Table 3 also shows that the k 1 values are of the same order of magnitude as that for the dissociation of Fe(ferrozine)3. The dissociation of Fe(tz)3 [14] is very slow (e.g., the dissociation rate coefficient (k -1) for the reaction is 4.25 × 10−5 s−1). This is consistent with the mechanism suggested.

Ion-exchange studies

The proposed mechanism includes the formation of intermediates, Fe(tz)2(phen) and Fe(tz)(phen)2. Such complexes are reasonably stable and should be isolable. Fe(tz)3, the postulated intermediates, and the final product of all these reactions namely \( {\text{Fe}}({\text{phen}})_{3}^{2 + } \) all have different charges, which might be separated by ion-exchange chromatography. Hence, the reaction mixtures were subjected to ion-exchange separation to characterize the intermediate species. Since the intermediates separated with cation- or anion-exchange resins are very dilute and it will not be possible to confirm the presence of iron(II) species, 59Fe-labeled substrates were prepared for the ion-exchange studies. Stock solutions of 2.0 × 10−4 mol dm−3 concentration of Fe(tz)3 complexes were prepared by mixing 59Fe-labeled iron(II) and triazine solutions in the ratio of 1:3. Reaction mixtures that were 2.0 × 10−5 mol dm−3 in Fe(tz)3 and 1.0 × 10−3 mol dm−3 in phen were prepared and the pH of the solutions adjusted to ~4.0. These solutions were allowed to stand for about an hour and then cooled by adding ice. The solutions were successively passed through Dowex 50 W-X8 cation-exchange (H+ form) and Dowex 1X8 anion-exchange ([NO3]form) resin columns (30 cm height and 1 cm dia).
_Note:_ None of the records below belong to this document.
// Adapters - External system implementations

pub mod encoders_ffmpeg;
pub mod probe_ffprobe;
pub mod toml_config;

// Re-export adapters
pub use encoders_ffmpeg::FfmpegEncodersAdapter;
pub use probe_ffprobe::FfprobeAdapter;
pub use toml_config::{AppConfig, TomlConfigAdapter};
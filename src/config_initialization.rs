//! Configuration initialization and hierarchy management

use std::path::PathBuf;

use tracing::info;

use crate::adapters::toml_config::{AppConfig, TomlConfigAdapter};
use crate::error::ConvertResult;
use crate::utils::logging::LogFormat;

/// Environment variables and the settings they override
pub const ENV_FFMPEG: &str = "VIDCONV_FFMPEG";
pub const ENV_FFPROBE: &str = "VIDCONV_FFPROBE";
pub const ENV_LOG_LEVEL: &str = "VIDCONV_LOG_LEVEL";
pub const ENV_LOG_FORMAT: &str = "VIDCONV_LOG_FORMAT";
pub const ENV_OUTPUT_DIR: &str = "VIDCONV_OUTPUT_DIR";

/// Values given on the command line; `None` leaves lower layers alone
#[derive(Debug, Clone, Default)]
pub struct ConfigOverrides {
    pub config_file: Option<PathBuf>,
    pub ffmpeg: Option<String>,
    pub ffprobe: Option<String>,
    pub log_level: Option<String>,
    pub log_format: Option<LogFormat>,
    pub output_dir: Option<PathBuf>,
}

/// Resolve configuration following precedence: CLI > Env > File > Defaults
pub fn initialize_configuration(overrides: &ConfigOverrides) -> ConvertResult<AppConfig> {
    let adapter = TomlConfigAdapter::new();

    let mut config = match adapter.discover(overrides.config_file.as_deref())? {
        Some(path) => adapter.load(&path)?,
        None => {
            info!("No config file found, using defaults");
            AppConfig::default()
        }
    };

    apply_environment(&mut config, |key| std::env::var(key).ok())?;
    apply_cli_overrides(&mut config, overrides);
    Ok(config)
}

/// Apply environment overrides read through `lookup`
pub fn apply_environment<F>(config: &mut AppConfig, lookup: F) -> ConvertResult<()>
where
    F: Fn(&str) -> Option<String>,
{
    let mut applied = 0;
    let mut take = |key: &str| {
        let value = lookup(key).filter(|v| !v.trim().is_empty());
        if value.is_some() {
            info!("Found environment override: {}", key);
            applied += 1;
        }
        value
    };

    if let Some(path) = take(ENV_FFMPEG) {
        config.encoder.ffmpeg_path = path;
    }
    if let Some(path) = take(ENV_FFPROBE) {
        config.encoder.ffprobe_path = path;
    }
    if let Some(level) = take(ENV_LOG_LEVEL) {
        config.logging.level = level;
    }
    if let Some(format) = take(ENV_LOG_FORMAT) {
        config.logging.format = format.parse()?;
    }
    if let Some(dir) = take(ENV_OUTPUT_DIR) {
        config.output.directory = Some(PathBuf::from(dir));
    }

    if applied > 0 {
        info!("Applied {} environment variable overrides", applied);
    }
    Ok(())
}

/// Apply command-line overrides
pub fn apply_cli_overrides(config: &mut AppConfig, overrides: &ConfigOverrides) {
    if let Some(path) = &overrides.ffmpeg {
        config.encoder.ffmpeg_path = path.clone();
    }
    if let Some(path) = &overrides.ffprobe {
        config.encoder.ffprobe_path = path.clone();
    }
    if let Some(level) = &overrides.log_level {
        config.logging.level = level.clone();
    }
    if let Some(format) = overrides.log_format {
        config.logging.format = format;
    }
    if let Some(dir) = &overrides.output_dir {
        config.output.directory = Some(dir.clone());
    }
}
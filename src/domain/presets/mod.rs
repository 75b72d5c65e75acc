//! Built-in conversion presets
//!
//! Presets are named [`Settings`] plus the bits of context the estimator
//! needs (category, container, whether a GPU encoder is used).

use std::fmt;
use std::str::FromStr;

use serde::{Deserialize, Serialize};

use crate::domain::model::{CodecChoice, Resolution, Settings};
use crate::error::ConvertError;

/// Encoder speed/quality vocabulary for software encoders, fastest first
pub const SOFTWARE_PRESETS: [&str; 9] = [
    "ultrafast",
    "superfast",
    "veryfast",
    "faster",
    "fast",
    "medium",
    "slow",
    "slower",
    "veryslow",
];

/// Common output sizes offered to users
pub const RESOLUTIONS: [(&str, Resolution); 6] = [
    ("4K (3840x2160)", Resolution { width: 3840, height: 2160 }),
    ("1440p (2560x1440)", Resolution { width: 2560, height: 1440 }),
    ("1080p (1920x1080)", Resolution { width: 1920, height: 1080 }),
    ("720p (1280x720)", Resolution { width: 1280, height: 720 }),
    ("480p (854x480)", Resolution { width: 854, height: 480 }),
    ("360p (640x360)", Resolution { width: 640, height: 360 }),
];

/// Common output frame rates
pub const FRAME_RATES: [f64; 4] = [60.0, 30.0, 24.0, 15.0];

/// Video bitrate ladder in kbps
pub const VIDEO_BITRATES: [u32; 16] = [
    500, 1000, 1500, 2000, 2500, 3000, 4000, 5000, 6000, 8000, 10000, 15000, 20000, 25000,
    30000, 50000,
];

/// Audio bitrate ladder in kbps
pub const AUDIO_BITRATES: [u32; 8] = [64, 96, 128, 160, 192, 224, 256, 320];

/// Video encoders worth reporting, in display order
pub const VIDEO_ENCODERS: [(&str, &str); 6] = [
    ("h264_nvenc", "H.264 (NVIDIA GPU)"),
    ("hevc_nvenc", "H.265/HEVC (NVIDIA GPU)"),
    ("libx264", "H.264 (CPU)"),
    ("libx265", "H.265/HEVC (CPU)"),
    ("libvpx-vp9", "VP9 (WebM)"),
    ("libaom-av1", "AV1 (CPU)"),
];

/// Audio encoders worth reporting, in display order
pub const AUDIO_ENCODERS: [(&str, &str); 6] = [
    ("aac", "AAC"),
    ("libmp3lame", "MP3"),
    ("flac", "FLAC (lossless)"),
    ("pcm_s16le", "WAV (PCM)"),
    ("libopus", "Opus"),
    ("libvorbis", "Vorbis (OGG)"),
];

/// GPU encoders that need a test encode before they count as available
pub const HARDWARE_ENCODERS: [&str; 3] = ["h264_nvenc", "hevc_nvenc", "av1_nvenc"];

/// Grouping used when listing presets
#[derive(Debug, Clone, Copy, PartialEq, Eq, Hash, Serialize, Deserialize)]
#[serde(rename_all = "lowercase")]
pub enum PresetCategory {
    /// Container change only, streams copied
    Copy,
    /// Full video re-encode
    Video,
    /// Audio extraction
    Audio,
    /// Playback speed change
    Speed,
    /// Resolution change
    Resize,
    /// User-defined
    Custom,
}

impl PresetCategory {
    pub const ALL: [PresetCategory; 6] = [
        PresetCategory::Copy,
        PresetCategory::Video,
        PresetCategory::Audio,
        PresetCategory::Speed,
        PresetCategory::Resize,
        PresetCategory::Custom,
    ];
}

impl fmt::Display for PresetCategory {
    fn fmt(&self, f: &mut fmt::Formatter<'_>) -> fmt::Result {
        let label = match self {
            PresetCategory::Copy => "copy",
            PresetCategory::Video => "video",
            PresetCategory::Audio => "audio",
            PresetCategory::Speed => "speed",
            PresetCategory::Resize => "resize",
            PresetCategory::Custom => "custom",
        };
        write!(f, "{}", label)
    }
}

impl FromStr for PresetCategory {
    type Err = ConvertError;

    fn from_str(s: &str) -> Result<Self, Self::Err> {
        PresetCategory::ALL
            .into_iter()
            .find(|category| category.to_string().eq_ignore_ascii_case(s.trim()))
            .ok_or_else(|| {
                ConvertError::invalid_setting(format!(
                    "Unknown preset category '{}'. Valid categories: copy, video, audio, speed, resize, custom",
                    s
                ))
            })
    }
}

/// A named, ready-to-use conversion profile
#[derive(Debug, Clone, PartialEq, Serialize, Deserialize)]
pub struct Preset {
    pub name: String,
    #[serde(default)]
    pub description: String,
    pub category: PresetCategory,
    /// Output file extension including the dot
    #[serde(default = "default_container_ext")]
    pub container_ext: String,
    #[serde(default)]
    pub settings: Settings,
    /// Whether the video encoder runs on the GPU
    #[serde(default)]
    pub hardware: bool,
}

fn default_container_ext() -> String {
    ".mp4".to_string()
}

impl Preset {
    fn new(
        name: &str,
        description: &str,
        category: PresetCategory,
        container_ext: &str,
        settings: Settings,
    ) -> Self {
        let hardware = settings.uses_hardware_encoder();
        Self {
            name: name.to_string(),
            description: description.to_string(),
            category,
            container_ext: container_ext.to_string(),
            settings,
            hardware,
        }
    }

    /// Wrap arbitrary settings as a Custom preset
    pub fn custom(settings: Settings) -> Self {
        Self::new(
            "Custom",
            "User-defined settings",
            PresetCategory::Custom,
            ".mp4",
            settings,
        )
    }

    /// Output has no video stream
    pub fn audio_only(&self) -> bool {
        self.settings.is_audio_only()
    }

    /// Streams are remuxed, either by codec or by category
    pub fn is_copy_mode(&self) -> bool {
        self.settings.is_copy() || self.category == PresetCategory::Copy
    }
}

fn remux(name: &str, description: &str) -> Preset {
    Preset::new(name, description, PresetCategory::Copy, ".mp4", Settings::stream_copy())
}

#[allow(clippy::too_many_arguments)]
fn encode(
    name: &str,
    description: &str,
    ext: &str,
    video: &str,
    audio: &str,
    video_kbps: u32,
    audio_kbps: u32,
    preset: Option<&str>,
) -> Preset {
    let mut settings = Settings::default()
        .with_video(CodecChoice::encode(video))
        .with_audio(CodecChoice::encode(audio))
        .with_video_bitrate(video_kbps)
        .with_audio_bitrate(audio_kbps);
    settings.preset = preset.map(str::to_string);
    Preset::new(name, description, PresetCategory::Video, ext, settings)
}

fn extract_audio(name: &str, description: &str, ext: &str, audio: &str, kbps: Option<u32>) -> Preset {
    let mut settings = Settings::default()
        .with_video(CodecChoice::Disabled)
        .with_audio(CodecChoice::encode(audio));
    settings.audio_bitrate = kbps;
    Preset::new(name, description, PresetCategory::Audio, ext, settings)
}

fn nvenc_base(video_kbps: u32, audio_kbps: u32) -> Settings {
    Settings::default()
        .with_video(CodecChoice::encode("h264_nvenc"))
        .with_audio(CodecChoice::encode("aac"))
        .with_video_bitrate(video_kbps)
        .with_audio_bitrate(audio_kbps)
        .with_preset("fast")
}

fn speed(name: &str, description: &str, factor: f64) -> Preset {
    Preset::new(
        name,
        description,
        PresetCategory::Speed,
        ".mp4",
        nvenc_base(5000, 192).with_speed(factor),
    )
}

fn resize(name: &str, description: &str, resolution: Resolution, video_kbps: u32, audio_kbps: u32) -> Preset {
    Preset::new(
        name,
        description,
        PresetCategory::Resize,
        ".mp4",
        nvenc_base(video_kbps, audio_kbps).with_resolution(resolution),
    )
}

/// The full built-in catalog, in display order
pub fn builtin() -> Vec<Preset> {
    vec![
        remux("remux-mp4", "Change container only, streams untouched"),
        remux("ts-to-mp4", "MPEG-TS to MP4 without quality loss"),
        remux("mkv-to-mp4", "Matroska to MP4 without quality loss"),
        remux("avi-to-mp4", "AVI to MP4 without quality loss"),
        encode("mp4-gpu-fast", "Fast H.264 on an NVIDIA GPU", ".mp4", "h264_nvenc", "aac", 5000, 192, Some("fast")),
        encode("mp4-gpu-quality", "High quality H.264 on an NVIDIA GPU", ".mp4", "h264_nvenc", "aac", 8000, 256, Some("slow")),
        encode("hevc-gpu", "HEVC on an NVIDIA GPU, roughly half the size", ".mp4", "hevc_nvenc", "aac", 4000, 192, Some("fast")),
        encode("mp4-cpu", "Standard H.264 on the CPU", ".mp4", "libx264", "aac", 5000, 192, Some("medium")),
        encode("mp4-cpu-fast", "Fast, lower quality H.264 on the CPU", ".mp4", "libx264", "aac", 4000, 192, Some("veryfast")),
        encode("mp4-cpu-quality", "High quality H.264 on the CPU (slow)", ".mp4", "libx264", "aac", 10000, 320, Some("slow")),
        encode("hevc-cpu", "Small HEVC files on the CPU (very slow)", ".mp4", "libx265", "aac", 3000, 192, Some("medium")),
        encode("webm-vp9", "VP9/Opus for web browsers", ".webm", "libvpx-vp9", "libopus", 3000, 128, None),
        encode("xvid-avi", "Xvid/MP3 for legacy players", ".avi", "libxvid", "libmp3lame", 4000, 192, None),
        extract_audio("mp3-320", "Extract high quality MP3", ".mp3", "libmp3lame", Some(320)),
        extract_audio("mp3-192", "Extract standard MP3", ".mp3", "libmp3lame", Some(192)),
        extract_audio("wav", "Extract lossless WAV", ".wav", "pcm_s16le", None),
        extract_audio("aac", "Extract AAC audio", ".m4a", "aac", Some(256)),
        extract_audio("flac", "Extract lossless FLAC", ".flac", "flac", None),
        speed("speed-2x", "Play twice as fast", 2.0),
        speed("speed-4x", "Play four times as fast", 4.0),
        speed("speed-10x", "Timelapse at ten times speed", 10.0),
        speed("slow-0.5x", "Play at half speed", 0.5),
        speed("slow-0.25x", "Slow motion at quarter speed", 0.25),
        resize("1080p", "Scale to Full HD", Resolution::new(1920, 1080), 5000, 192),
        resize("720p", "Scale down to HD", Resolution::new(1280, 720), 3000, 192),
        resize("480p", "Scale down to SD", Resolution::new(854, 480), 1500, 128),
        resize("4k", "Scale up to 4K UHD", Resolution::new(3840, 2160), 20000, 256),
        Preset::new(
            "custom",
            "Start from standard CPU settings and override anything",
            PresetCategory::Custom,
            ".mp4",
            Settings::default()
                .with_video_bitrate(5000)
                .with_audio_bitrate(192)
                .with_preset("medium"),
        ),
    ]
}

/// Built-in catalog extended by user-defined presets
#[derive(Debug, Clone)]
pub struct PresetCatalog {
    presets: Vec<Preset>,
}

impl Default for PresetCatalog {
    fn default() -> Self {
        Self { presets: builtin() }
    }
}

impl PresetCatalog {
    /// Add or replace presets by name
    pub fn with_user_presets(mut self, user: impl IntoIterator<Item = Preset>) -> Self {
        for preset in user {
            match self
                .presets
                .iter_mut()
                .find(|p| p.name.eq_ignore_ascii_case(&preset.name))
            {
                Some(existing) => *existing = preset,
                None => self.presets.push(preset),
            }
        }
        self
    }

    /// Case-insensitive lookup
    pub fn find(&self, name: &str) -> Option<&Preset> {
        self.presets
            .iter()
            .find(|p| p.name.eq_ignore_ascii_case(name.trim()))
    }

    pub fn by_category(&self, category: PresetCategory) -> Vec<&Preset> {
        self.presets.iter().filter(|p| p.category == category).collect()
    }

    pub fn names(&self) -> Vec<&str> {
        self.presets.iter().map(|p| p.name.as_str()).collect()
    }

    pub fn iter(&self) -> impl Iterator<Item = &Preset> {
        self.presets.iter()
    }
}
For the \( {\text{Fe}}({\text{PDT}})_{3}^{2 + } \)/\( {\text{Fe}}({\text{PPDT}})_{3}^{2 + } \)–phen systems, a violet band was observed at the top of the cation-exchange column. The solutions that passed through both the cation and anion-exchange columns did not show any γ-activity, indicating the absence of neutral iron(II) species. The cation-exchange resin column was then washed with 1.0, 1.25, 1.50, 1.75 and 2.0 mol dm−3 HNO3 (cooled to 15 °C). The violet band moved slowly down the column on elution with 2.0 mol dm−3 HNO3 and was completely separated from the column with about 500 ml of 2.0 mol dm−3 HNO3. This eluate showed γ-activity. The desorbed solutions ahead of the violet band also showed γ-activity, probably due to \( {\text{Fe}}({\text{phen}})_{3}^{2 + } \). The total γ-activity activity of these two species corresponded to the γ-activity of the \( {\text{Fe}}({\text{PDT}})_{3}^{2 + } \)/\( {\text{Fe}}({\text{PPDT}})_{3}^{2 + } \) taken initially.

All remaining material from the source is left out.